Determining whether a substitute remedy is constitutionally adequate is difficult.  However, under Smothers, the remedy cannot be “emasculated.”  Id. at 119.  Rather, it must be capable “of restoring the right that has been injured.”  Id.  In other words, the remedy must be “‘substantial.'”  Howell at 13 (quoting Smothers, 332 Or at 120 n 19).  Whether an award is “‘substantial’ requires ‘flexibility and a consideration of the facts and circumstances that each case presents.'”  Howell at 18 (quoting Hamlin v. Hampton Lumber Mills, Inc., 349 Or 526 (2011)).

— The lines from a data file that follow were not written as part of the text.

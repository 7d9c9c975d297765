//! Run configuration
//!
//! The configuration is a JSON document. Every field is optional, a missing field takes the value
//! of [`Config::default`], which reproduces the six reference runs:
//!
//! ```json
//! {
//!   "window_seconds": 60,
//!   "interval_minutes": 30,
//!   "embedding": { "n_neighbors": 2, "min_dist": 0.5, "spread": 2.0, "n_epochs": 500, "seed": 42 },
//!   "runs": [
//!     { "clustering": { "strategy": "hdbscan", "min_cluster_size": 4 } },
//!     { "clustering": { "strategy": "k_means", "n_clusters": 5 } },
//!     { "clustering": { "strategy": "k_means", "n_clusters": 7 } }
//!   ]
//! }
//! ```
use std::fs::File;
use std::io::BufReader;
use std::path::Path;

use anyhow::{Context, Result};
use chrono::Duration;
use ndarray_rand::rand::SeedableRng;
use rand_xoshiro::Xoshiro256Plus;
use serde::{Deserialize, Serialize};
use trafficseg::features::Representation;
use trafficseg::pipeline::{Pipeline, PipelineValidParams};
use trafficseg::ParamGuard;
use trafficseg_clustering::{ClusteringEngine, Hdbscan, KMeans, KMeansInit};
use trafficseg_nn::distance::CosineDist;
use trafficseg_umap::{Umap, UmapValidParams};

#[derive(Debug, Clone, PartialEq, Serialize, Deserialize)]
#[serde(default, deny_unknown_fields)]
pub struct Config {
    /// Bucket width of the resampled series
    pub window_seconds: u32,
    /// Length of a clustered interval
    pub interval_minutes: u32,
    pub embedding: EmbeddingConfig,
    pub runs: Vec<RunConfig>,
}

impl Default for Config {
    fn default() -> Self {
        Config {
            window_seconds: 60,
            interval_minutes: 30,
            embedding: EmbeddingConfig::default(),
            runs: vec![
                RunConfig::new(ClusteringConfig::Hdbscan {
                    min_cluster_size: 4,
                    min_samples: None,
                }),
                RunConfig::new(ClusteringConfig::k_means(5)),
                RunConfig::new(ClusteringConfig::k_means(7)),
            ],
        }
    }
}

impl Config {
    pub fn from_path<P: AsRef<Path>>(path: P) -> Result<Self> {
        let path = path.as_ref();
        let file =
            File::open(path).with_context(|| format!("cannot open config {}", path.display()))?;
        serde_json::from_reader(BufReader::new(file))
            .with_context(|| format!("invalid config {}", path.display()))
    }

    /// Checked pipeline parameters
    pub fn pipeline(&self) -> Result<PipelineValidParams> {
        let params = Pipeline::params()
            .window(Duration::seconds(i64::from(self.window_seconds)))
            .interval(Duration::minutes(i64::from(self.interval_minutes)))
            .check()?;

        Ok(params)
    }
}

/// Settings of the segment embedding
#[derive(Debug, Clone, PartialEq, Serialize, Deserialize)]
#[serde(default, deny_unknown_fields)]
pub struct EmbeddingConfig {
    pub n_neighbors: usize,
    pub min_dist: f64,
    pub spread: f64,
    pub n_epochs: usize,
    pub seed: u64,
}

impl Default for EmbeddingConfig {
    fn default() -> Self {
        EmbeddingConfig {
            n_neighbors: 2,
            min_dist: 0.5,
            spread: 2.0,
            n_epochs: 500,
            seed: 42,
        }
    }
}

impl EmbeddingConfig {
    pub fn projector(&self) -> Result<UmapValidParams<f64, Xoshiro256Plus, CosineDist>> {
        let params = Umap::params()
            .n_neighbors(self.n_neighbors)
            .min_dist(self.min_dist)
            .spread(self.spread)
            .n_epochs(self.n_epochs)
            .seed(self.seed)
            .check()?;

        Ok(params)
    }
}

/// One clustering strategy applied to a list of feature representations
#[derive(Debug, Clone, PartialEq, Serialize, Deserialize)]
#[serde(deny_unknown_fields)]
pub struct RunConfig {
    pub clustering: ClusteringConfig,
    #[serde(default = "all_representations")]
    pub representations: Vec<Representation>,
}

fn all_representations() -> Vec<Representation> {
    Representation::ALL.to_vec()
}

impl RunConfig {
    pub fn new(clustering: ClusteringConfig) -> Self {
        RunConfig {
            clustering,
            representations: all_representations(),
        }
    }
}

#[derive(Debug, Clone, PartialEq, Serialize, Deserialize)]
#[serde(tag = "strategy", rename_all = "snake_case")]
pub enum ClusteringConfig {
    Hdbscan {
        min_cluster_size: usize,
        #[serde(default)]
        min_samples: Option<usize>,
    },
    KMeans {
        n_clusters: usize,
        /// Seed of the centroid initialisation, drawn from the OS when absent
        #[serde(default)]
        seed: Option<u64>,
        #[serde(default)]
        n_runs: Option<usize>,
        #[serde(default)]
        max_n_iterations: Option<u64>,
        #[serde(default)]
        tolerance: Option<f64>,
        /// Centroid seeding, `KMeansPlusPlus` when absent
        #[serde(default)]
        init: Option<KMeansInit>,
    },
}

impl ClusteringConfig {
    fn k_means(n_clusters: usize) -> Self {
        ClusteringConfig::KMeans {
            n_clusters,
            seed: None,
            n_runs: None,
            max_n_iterations: None,
            tolerance: None,
            init: None,
        }
    }

    /// Checked clustering engine of this strategy
    pub fn engine(&self) -> Result<ClusteringEngine<f64>> {
        match *self {
            ClusteringConfig::Hdbscan {
                min_cluster_size,
                min_samples,
            } => {
                let mut params = Hdbscan::params(min_cluster_size);
                if let Some(min_samples) = min_samples {
                    params = params.min_samples(min_samples);
                }
                Ok(params.check()?.into())
            }
            ClusteringConfig::KMeans {
                n_clusters,
                seed,
                n_runs,
                max_n_iterations,
                tolerance,
                init,
            } => {
                let rng = match seed {
                    Some(seed) => Xoshiro256Plus::seed_from_u64(seed),
                    None => Xoshiro256Plus::from_entropy(),
                };
                let mut params = KMeans::params_with_rng(n_clusters, rng);
                if let Some(n_runs) = n_runs {
                    params = params.n_runs(n_runs);
                }
                if let Some(max_n_iterations) = max_n_iterations {
                    params = params.max_n_iterations(max_n_iterations);
                }
                if let Some(tolerance) = tolerance {
                    params = params.tolerance(tolerance);
                }
                if let Some(init) = init {
                    params = params.init_method(init);
                }
                Ok(params.check()?.into())
            }
        }
    }
}
//! Utility functions for randomly generating datasets

use chrono::{Duration, NaiveDateTime};
use ndarray::{s, Array, Array1, Array2, ArrayBase, Data, Ix1, Ix2};
use ndarray_rand::{
    rand::Rng,
    rand_distr::{Distribution, Poisson, StandardNormal},
    RandomExt,
};
use trafficseg::{IntervalRecord, Sample};

/// Special case of `blobs_with_distribution` with a standard normal distribution.
pub fn blobs(
    blob_size: usize,
    blob_centroids: &ArrayBase<impl Data<Elem = f64>, Ix2>,
    rng: &mut impl Rng,
) -> Array2<f64> {
    blobs_with_distribution(blob_size, blob_centroids, StandardNormal, rng)
}

/// Given an input matrix `blob_centroids`, with shape `(n_blobs, n_features)`,
/// generate `blob_size` data points (a "blob") around each of the blob centroids.
///
/// Rows of blob `i` occupy the range `i * blob_size..(i + 1) * blob_size` of the result.
pub fn blobs_with_distribution(
    blob_size: usize,
    blob_centroids: &ArrayBase<impl Data<Elem = f64>, Ix2>,
    distribution: impl Distribution<f64> + Clone,
    rng: &mut impl Rng,
) -> Array2<f64> {
    let (n_centroids, n_features) = blob_centroids.dim();
    let mut blobs: Array2<f64> = Array2::zeros((n_centroids * blob_size, n_features));

    for (blob_index, blob_centroid) in blob_centroids.rows().into_iter().enumerate() {
        let blob = make_blob(blob_size, &blob_centroid, distribution.clone(), rng);

        let indexes = s![blob_index * blob_size..(blob_index + 1) * blob_size, ..];
        blobs.slice_mut(indexes).assign(&blob);
    }
    blobs
}

fn make_blob(
    blob_size: usize,
    blob_centroid: &ArrayBase<impl Data<Elem = f64>, Ix1>,
    distribution: impl Distribution<f64>,
    rng: &mut impl Rng,
) -> Array2<f64> {
    let shape = (blob_size, blob_centroid.len());
    let origin_blob: Array2<f64> = Array::random_using(shape, distribution, rng);
    origin_blob + blob_centroid
}

/// Draw one count per lane, lane `i` following a Poisson law with mean `rates[i]`
///
/// Lanes with a non-positive rate stay empty.
pub fn poisson_counts(
    rates: &ArrayBase<impl Data<Elem = f64>, Ix1>,
    rng: &mut impl Rng,
) -> Array1<f64> {
    rates.mapv(|rate| match Poisson::new(rate) {
        Ok(poisson) => poisson.sample(rng),
        Err(_) => 0.0,
    })
}

/// Generate consecutive traffic intervals cycling through a set of regimes
///
/// Row `r` of `regimes` holds the mean count of every lane in regime `r`. Interval `i` starts at
/// `start + i * interval`, follows regime `(i / regime_length) % n_regimes` and holds one sample
/// every `step`, starting at the interval start and ending before the next interval begins.
///
/// ```
/// use chrono::{Duration, NaiveDate};
/// use ndarray::array;
/// use ndarray_rand::rand::SeedableRng;
/// use rand_xoshiro::Xoshiro256Plus;
/// use trafficseg_datasets::generate::traffic_intervals;
///
/// let start = NaiveDate::from_ymd_opt(2025, 1, 1).unwrap().and_hms_opt(0, 0, 0).unwrap();
/// let mut rng = Xoshiro256Plus::seed_from_u64(3);
///
/// let intervals = traffic_intervals(
///     start,
///     &array![[12., 1.], [1., 12.]],
///     8,
///     2,
///     Duration::minutes(30),
///     Duration::seconds(20),
///     &mut rng,
/// );
///
/// assert_eq!(intervals.len(), 8);
/// assert_eq!(intervals[1].samples.len(), 90);
/// ```
#[allow(clippy::too_many_arguments)]
pub fn traffic_intervals(
    start: NaiveDateTime,
    regimes: &ArrayBase<impl Data<Elem = f64>, Ix2>,
    n_intervals: usize,
    regime_length: usize,
    interval: Duration,
    step: Duration,
    rng: &mut impl Rng,
) -> Vec<IntervalRecord<f64>> {
    assert!(step > Duration::zero(), "sample step must be positive");
    let regime_length = regime_length.max(1);

    (0..n_intervals)
        .map(|idx| {
            let rates = regimes.row((idx / regime_length) % regimes.nrows());
            let interval_start = start + interval * idx as i32;
            let interval_end = interval_start + interval;

            let mut samples = Vec::new();
            let mut timestamp = interval_start;
            while timestamp < interval_end {
                samples.push(Sample::new(timestamp, poisson_counts(&rates, rng)));
                timestamp += step;
            }

            IntervalRecord::new(interval_start, samples)
        })
        .collect()
}
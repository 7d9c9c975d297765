use thiserror::Error;

/// An error when checking the HDBSCAN hyperparameters
#[derive(Error, Debug, Clone, PartialEq, Eq)]
pub enum HdbscanParamsError {
    #[error("min_cluster_size must be at least 2")]
    MinClusterSize,
    #[error("min_samples cannot be 0")]
    MinSamples,
}

/// An error when clustering with HDBSCAN
#[derive(Error, Debug)]
pub enum HdbscanError {
    /// When any of the hyperparameters are set the wrong value
    #[error("Invalid hyperparameter: {0}")]
    InvalidParams(#[from] HdbscanParamsError),
    #[error(transparent)]
    BaseCrate(#[from] trafficseg::Error),
}

impl From<HdbscanError> for trafficseg::Error {
    fn from(err: HdbscanError) -> Self {
        match err {
            HdbscanError::InvalidParams(err) => trafficseg::Error::Parameters(err.to_string()),
            HdbscanError::BaseCrate(err) => err,
        }
    }
}
use std::collections::BinaryHeap;

use ndarray::{Array2, ArrayBase, ArrayView2, Data, Ix2};
use trafficseg::Float;

use crate::{distance::Distance, heap_elem::MinHeapElem, NnError, Point};

/// Brute force nearest neighbour search
///
/// Every query computes the distance to all points of the batch, which is the right trade-off for
/// the few hundred intervals of a traffic dataset and works with any [`Distance`], metric or not.
#[derive(Debug, Clone)]
pub struct LinearSearch<'a, F: Float, D: Distance<F>>(ArrayView2<'a, F>, D);

impl<'a, F: Float, D: Distance<F>> LinearSearch<'a, F, D> {
    /// Index the rows of `batch`
    ///
    /// Fails with `NnError::ZeroDimension` if the batch has rows without features.
    pub fn from_batch<DT: Data<Elem = F>>(
        batch: &'a ArrayBase<DT, Ix2>,
        dist_fn: D,
    ) -> Result<Self, NnError> {
        if batch.ncols() == 0 && batch.nrows() > 0 {
            Err(NnError::ZeroDimension)
        } else {
            Ok(Self(batch.view(), dist_fn))
        }
    }

    /// The `k` closest points to `point` as `(row index, distance)`, closest first
    ///
    /// Points at equal distance are returned in row order. If `point` is itself part of the batch
    /// it is its own nearest neighbour.
    pub fn k_nearest(&self, point: Point<F>, k: usize) -> Result<Vec<(usize, F)>, NnError> {
        self.check_dimension(&point)?;

        let mut heap = BinaryHeap::with_capacity(self.0.nrows());
        for (idx, pt) in self.0.rows().into_iter().enumerate() {
            let dist = self.1.rdistance(point.view(), pt);
            heap.push(MinHeapElem::new(dist, idx));
        }

        Ok((0..k.min(heap.len()))
            .filter_map(|_| heap.pop())
            .map(|elem| {
                let (idx, rdist) = elem.into_pair();
                (idx, self.1.rdist_to_dist(rdist))
            })
            .collect())
    }

    fn check_dimension(&self, point: &Point<F>) -> Result<(), NnError> {
        if point.len() != self.0.ncols() {
            Err(NnError::DimensionMismatch {
                expected: self.0.ncols(),
                found: point.len(),
            })
        } else {
            Ok(())
        }
    }
}

/// Symmetric matrix of the distances between all rows of `records`
///
/// The diagonal is zero.
pub fn pairwise_distances<F: Float, D: Distance<F>>(
    records: &ArrayBase<impl Data<Elem = F>, Ix2>,
    dist_fn: &D,
) -> Array2<F> {
    let n = records.nrows();
    let mut distances = Array2::zeros((n, n));
    for i in 0..n {
        for j in (i + 1)..n {
            let dist = dist_fn.distance(records.row(i), records.row(j));
            distances[[i, j]] = dist;
            distances[[j, i]] = dist;
        }
    }

    distances
}
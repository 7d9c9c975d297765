//! Fuzzy neighbour graph of the input points
use ndarray::{Array1, Array2, ArrayBase, ArrayView2, Data, Ix2};
use trafficseg::Float;
use trafficseg_nn::{distance::Distance, LinearSearch, NnError};

const SMOOTH_K_TOLERANCE: f64 = 1e-5;
const MIN_K_DIST_SCALE: f64 = 1e-3;
const BANDWIDTH_SEARCH_STEPS: usize = 64;

/// An edge of the neighbour graph as sampled by the optimiser
#[derive(Debug, Clone, Copy, PartialEq)]
pub(crate) struct Edge<F> {
    pub head: usize,
    pub tail: usize,
    /// Number of epochs between two samples of this edge
    pub epochs_per_sample: F,
}

/// Indices and distances of the `k` nearest neighbours of every row, closest first
pub(crate) fn nearest_neighbors<F: Float, D: Distance<F>, DA: Data<Elem = F>>(
    records: &ArrayBase<DA, Ix2>,
    k: usize,
    dist_fn: &D,
) -> Result<(Array2<usize>, Array2<F>), NnError> {
    let n = records.nrows();
    let index = LinearSearch::from_batch(records, dist_fn.clone())?;

    let mut indices = Array2::zeros((n, k));
    let mut dists = Array2::zeros((n, k));
    for (i, point) in records.rows().into_iter().enumerate() {
        for (slot, (j, dist)) in index.k_nearest(point, k)?.into_iter().enumerate() {
            indices[[i, slot]] = j;
            dists[[i, slot]] = dist;
        }
    }

    Ok((indices, dists))
}

/// Distance `rho` to the nearest distinct neighbour and bandwidth `sigma` of every point
///
/// `sigma` is searched such that the memberships `exp(-(d - rho) / sigma)` of the neighbours
/// after the first one sum to `log2(k)`. It never drops below a thousandth of the mean neighbour
/// distance.
pub(crate) fn smooth_knn_dist<F: Float>(knn_dists: ArrayView2<F>) -> (Array1<F>, Array1<F>) {
    let (n, k) = knn_dists.dim();
    let target = F::cast(k).log2();
    let tolerance = F::cast(SMOOTH_K_TOLERANCE);
    let min_scale = F::cast(MIN_K_DIST_SCALE);
    let two = F::cast(2.0);
    let mean_distances = knn_dists.mean().unwrap_or_else(F::zero);

    let mut rhos = Array1::zeros(n);
    let mut sigmas = Array1::zeros(n);
    for (i, dists) in knn_dists.rows().into_iter().enumerate() {
        let rho = dists
            .iter()
            .copied()
            .find(|dist| *dist > F::zero())
            .unwrap_or_else(F::zero);

        let (mut lo, mut hi, mut mid) = (F::zero(), F::infinity(), F::one());
        for _ in 0..BANDWIDTH_SEARCH_STEPS {
            let psum = dists
                .iter()
                .skip(1)
                .map(|&dist| {
                    let excess = dist - rho;
                    if excess > F::zero() {
                        (-excess / mid).exp()
                    } else {
                        F::one()
                    }
                })
                .sum::<F>();

            if (psum - target).abs() < tolerance {
                break;
            }
            if psum > target {
                hi = mid;
                mid = (lo + hi) / two;
            } else {
                lo = mid;
                mid = if hi.is_infinite() {
                    mid * two
                } else {
                    (lo + hi) / two
                };
            }
        }

        let floor = if rho > F::zero() {
            min_scale * dists.mean().unwrap_or_else(F::zero)
        } else {
            min_scale * mean_distances
        };
        rhos[i] = rho;
        sigmas[i] = mid.max(floor);
    }

    (rhos, sigmas)
}

/// Dense symmetric membership matrix of the neighbour graph
///
/// The directed membership of `j` in the neighbourhood of `i` is combined with the reverse one by
/// the probabilistic union `a + b - a * b`. Points are never members of their own neighbourhood.
pub(crate) fn fuzzy_simplicial_set<F: Float>(
    knn_indices: ArrayView2<usize>,
    knn_dists: ArrayView2<F>,
) -> Array2<F> {
    let n = knn_indices.nrows();
    let (rhos, sigmas) = smooth_knn_dist(knn_dists);

    let mut membership = Array2::zeros((n, n));
    for (i, (indices, dists)) in knn_indices
        .rows()
        .into_iter()
        .zip(knn_dists.rows())
        .enumerate()
    {
        for (&j, &dist) in indices.iter().zip(dists.iter()) {
            if i == j {
                continue;
            }
            let excess = dist - rhos[i];
            membership[[i, j]] = if excess <= F::zero() || sigmas[i].is_zero() {
                F::one()
            } else {
                (-excess / sigmas[i]).exp()
            };
        }
    }

    let transpose = membership.t();
    let product = &membership * &transpose;
    &membership + &transpose - product
}

/// Edges of the graph which are sampled at least once during `n_epochs`
///
/// The strongest edge is sampled every epoch, an edge of weight `w` every `max / w` epochs.
pub(crate) fn graph_edges<F: Float>(graph: &Array2<F>, n_epochs: usize) -> Vec<Edge<F>> {
    let max = graph.iter().fold(F::zero(), |max, &w| max.max(w));
    if max <= F::zero() {
        return Vec::new();
    }
    let threshold = max / F::cast(n_epochs);

    graph
        .indexed_iter()
        .filter(|(_, w)| **w > F::zero() && **w >= threshold)
        .map(|((head, tail), &w)| Edge {
            head,
            tail,
            epochs_per_sample: max / w,
        })
        .collect()
}

#[cfg(test)]
mod tests {
    use super::*;
    use approx::assert_abs_diff_eq;
    use ndarray::{array, Axis};
    use trafficseg_nn::distance::L2Dist;

    #[test]
    fn neighbours_include_the_point_itself() {
        let records: Array2<f64> = array![[0.0], [1.0], [3.0], [7.0]];
        let (indices, dists) = nearest_neighbors(&records, 3, &L2Dist).unwrap();

        assert_eq!(indices, array![[0, 1, 2], [1, 0, 2], [2, 1, 0], [3, 2, 1]]);
        assert_abs_diff_eq!(dists, array![[0., 1., 3.], [0., 1., 2.], [0., 2., 3.], [0., 4., 6.]]);
    }

    #[test]
    fn bandwidth_matches_the_target_sum() {
        let knn_dists: Array2<f64> = array![[0.0, 1.0, 2.0, 4.0], [0.0, 0.5, 0.5, 3.0]];
        let (rhos, sigmas) = smooth_knn_dist(knn_dists.view());

        assert_eq!(rhos, array![1.0, 0.5]);
        for ((dists, rho), sigma) in knn_dists.rows().into_iter().zip(rhos.iter()).zip(sigmas.iter())
        {
            let psum: f64 = dists
                .iter()
                .skip(1)
                .map(|d| (-(d - rho).max(0.0) / sigma).exp())
                .sum();
            assert_abs_diff_eq!(psum, 4.0f64.log2(), epsilon = 1e-4);
        }
    }

    #[test]
    fn identical_points_get_the_distance_floor() {
        let knn_dists: Array2<f64> = array![[0.0, 0.0, 0.0], [0.0, 0.0, 0.0]];
        let (rhos, sigmas) = smooth_knn_dist(knn_dists.view());

        assert_eq!(rhos, array![0.0, 0.0]);
        assert!(sigmas.iter().all(|s| *s >= 0.0 && s.is_finite()));
    }

    #[test]
    fn membership_is_a_symmetric_fuzzy_union() {
        let records: Array2<f64> = array![[0.0], [1.0], [3.0], [7.0], [8.0]];
        let (indices, dists) = nearest_neighbors(&records, 3, &L2Dist).unwrap();
        let graph = fuzzy_simplicial_set(indices.view(), dists.view());

        assert_abs_diff_eq!(graph, graph.t());
        assert!(graph.diag().iter().all(|w| *w == 0.0));
        assert!(graph.iter().all(|w| (0.0..=1.0).contains(w)));
        // the nearest distinct neighbour always has full membership
        assert_abs_diff_eq!(graph[[0, 1]], 1.0);
        assert_abs_diff_eq!(graph[[3, 4]], 1.0);
        // points 0 and 4 never meet in a neighbourhood
        assert_eq!(graph[[0, 4]], 0.0);
        assert!(graph.sum_axis(Axis(1)).iter().all(|w| *w > 0.0));
    }

    #[test]
    fn weak_edges_are_sampled_less_often() {
        let graph: Array2<f64> = array![[0.0, 1.0, 0.25], [1.0, 0.0, 0.001], [0.25, 0.001, 0.0]];
        let edges = graph_edges(&graph, 100);

        // the 0.001 edges fall below max / n_epochs
        assert_eq!(edges.len(), 4);
        assert_eq!(
            edges[0],
            Edge {
                head: 0,
                tail: 1,
                epochs_per_sample: 1.0
            }
        );
        assert_eq!(edges[1].tail, 2);
        assert_abs_diff_eq!(edges[1].epochs_per_sample, 4.0);

        assert!(graph_edges(&Array2::<f64>::zeros((3, 3)), 100).is_empty());
    }
}
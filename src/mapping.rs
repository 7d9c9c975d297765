//! Propagation of interval labels onto resampled buckets
//!
//! Clustering runs on coarse intervals, while the analysis happens on the fine grained buckets of
//! a [`TimeSeries`]. Every bucket receives the most frequent label of all intervals whose closed
//! range `[start, end]` contains its timestamp. Intervals may overlap, so a bucket can be covered
//! by several of them. Buckets which are not covered at all keep the noise label.
use std::collections::BTreeMap;

use chrono::{Duration, NaiveDateTime};
use ndarray::ArrayView1;
#[cfg(feature = "serde")]
use serde_crate::{Deserialize, Serialize};

use crate::dataset::{Float, TimeSeries};
use crate::error::{Error, Result};

/// A labeled, closed time range
#[cfg_attr(
    feature = "serde",
    derive(Serialize, Deserialize),
    serde(crate = "serde_crate")
)]
#[derive(Debug, Clone, Copy, PartialEq, Eq)]
pub struct Interval {
    pub start: NaiveDateTime,
    pub end: NaiveDateTime,
    pub label: Option<usize>,
}

impl Interval {
    pub fn new(start: NaiveDateTime, end: NaiveDateTime, label: Option<usize>) -> Self {
        Interval { start, end, label }
    }

    /// Whether `timestamp` lies in `[start, end]`, both ends included
    pub fn contains(&self, timestamp: NaiveDateTime) -> bool {
        self.start <= timestamp && timestamp <= self.end
    }
}

/// Maps interval labels onto the buckets of a time series
pub struct IntervalClusterMapper;

impl IntervalClusterMapper {
    /// Pair interval starts with the labels of a clustering run
    ///
    /// Every interval spans `duration` from its start. Fails with `Error::ShapeMismatch` if the
    /// number of labels differs from the number of starts.
    pub fn intervals(
        starts: &[NaiveDateTime],
        labels: ArrayView1<Option<usize>>,
        duration: Duration,
    ) -> Result<Vec<Interval>> {
        if starts.len() != labels.len() {
            return Err(Error::ShapeMismatch {
                expected: starts.len(),
                found: labels.len(),
            });
        }

        Ok(starts
            .iter()
            .zip(labels.iter())
            .map(|(&start, &label)| Interval::new(start, start + duration, label))
            .collect())
    }

    /// Set the label of every bucket to the mode of its covering intervals
    ///
    /// Ties are broken towards the smallest label, where noise orders before every cluster. A
    /// bucket without covering interval is reset to noise. An interval ending before it starts
    /// covers nothing.
    pub fn apply<F: Float>(series: &mut TimeSeries<F>, intervals: &[Interval]) {
        let mut sorted = intervals
            .iter()
            .filter(|interval| interval.start <= interval.end)
            .copied()
            .collect::<Vec<_>>();
        sorted.sort_by_key(|interval| interval.start);
        let max_len = sorted
            .iter()
            .map(|interval| interval.end - interval.start)
            .max()
            .unwrap_or_else(Duration::zero);

        let mut matched = 0;
        for idx in 0..series.len() {
            let timestamp = series.timestamps()[idx];
            // only intervals starting in [timestamp - max_len, timestamp] can cover the bucket
            let lower = sorted.partition_point(|interval| interval.start < timestamp - max_len);
            let upper = sorted.partition_point(|interval| interval.start <= timestamp);

            let label = mode(
                sorted[lower..upper]
                    .iter()
                    .filter(|interval| interval.contains(timestamp))
                    .map(|interval| interval.label),
            );
            if label.is_some() {
                matched += 1;
            }
            series.set_label(idx, label.flatten());
        }

        log::debug!(
            "mapped {} intervals onto {} buckets, {} buckets covered",
            intervals.len(),
            series.len(),
            matched
        );
    }
}

/// Most frequent label, `None` for an empty iterator
fn mode(labels: impl Iterator<Item = Option<usize>>) -> Option<Option<usize>> {
    let mut counts = BTreeMap::new();
    for label in labels {
        *counts.entry(label).or_insert(0usize) += 1;
    }

    let mut best: Option<(Option<usize>, usize)> = None;
    for (label, count) in counts {
        match best {
            Some((_, best_count)) if best_count >= count => {}
            _ => best = Some((label, count)),
        }
    }

    best.map(|(label, _)| label)
}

The Oregon Supreme Court has concluded that damages limitations “are constitutionally inadequate in only two cases,” Neher v. Chartier, 319 Or 417 (1994) and Clarke v. OHSU, 343 Or 581 (2007).  Howell at 19.  In Neher, the court held that the remedy was inadequate because the parents of the victim were completely deprived of any remedy, while the estate benefitted from $3,000 in burial costs under the workers’ compensation law.  Howell at 19.  In Clarke, the court held that the plaintiffs were deprived “of all but one percent of the more than $17 million in damages that they would have otherwise recovered[.]”  Howell at 19.

The court distinguished Howell from Neher and Clarke because, in Howell, the plaintiff was not devoid of a remedy and the remedy was “far more substantial” than that in ClarkeHowell at 19.

The Howell court also recognized a quid pro quo at work in the OTCA cap because “the city remains liable for the torts of its employees committed within the scope of employment.”  Id. at 19-20.  And although there is a cap, the OTCA substitutes the “‘deep pocket'” of the city for the individual employees.  Id. at 20.  “Plaintiffs, in other words, have been conferred a substantial benefit in exchange for the damage limitation.”  Id.

The plaintiff argued that her right to be made whole was eliminated by the cap and that, under common law, the plaintiff had the right to obtain the full measure of damages.  Id. However, the court reiterated that, under Clarke, the legislature can “‘vary and modify both the form and the measure of recovery for an injury[.]'”  Howell at 21-22 (quoting Clarke, 343 Or at 606) (emphasis added in Howell).  The Howell court pointed out that there is no guarantee that plaintiff be given a “whole remedy,” rather that plaintiff not be left “‘wholly without remedy'”.  Id. at 22.

The dissent in Howell argued that a partial remedy, via the OTCA cap, was inadequate (i.e., emasculated) because, under the substitute remedy of the cap, the plaintiff was not wholly restored as required by the the text and context of the constitution.  Id. at 25.  However, the court’s majority pointed out that, under Smothers, “what must be ‘restored’ is an injury that would have been recognized as the basis for a cause of action in 1857.”   Howell at 26 (emphasis in original).  In 1857, negligence claims were subject to the contributory negligence doctrine, where any fault by the plaintiff would operate to completely bar the plaintiff’s claim.  Id.  The court found that, therefore, the $200,000 in damages that the plaintiff would receive under the cap was fully “‘restorative’ of her common-law negligence claim.”  Id. at 33.

Therefore, the court concluded, the cap does not “leave plaintiff with a constitutionally inadequate remedy under Article I, section 10, of the Oregon Constitution.”  Id. at 36.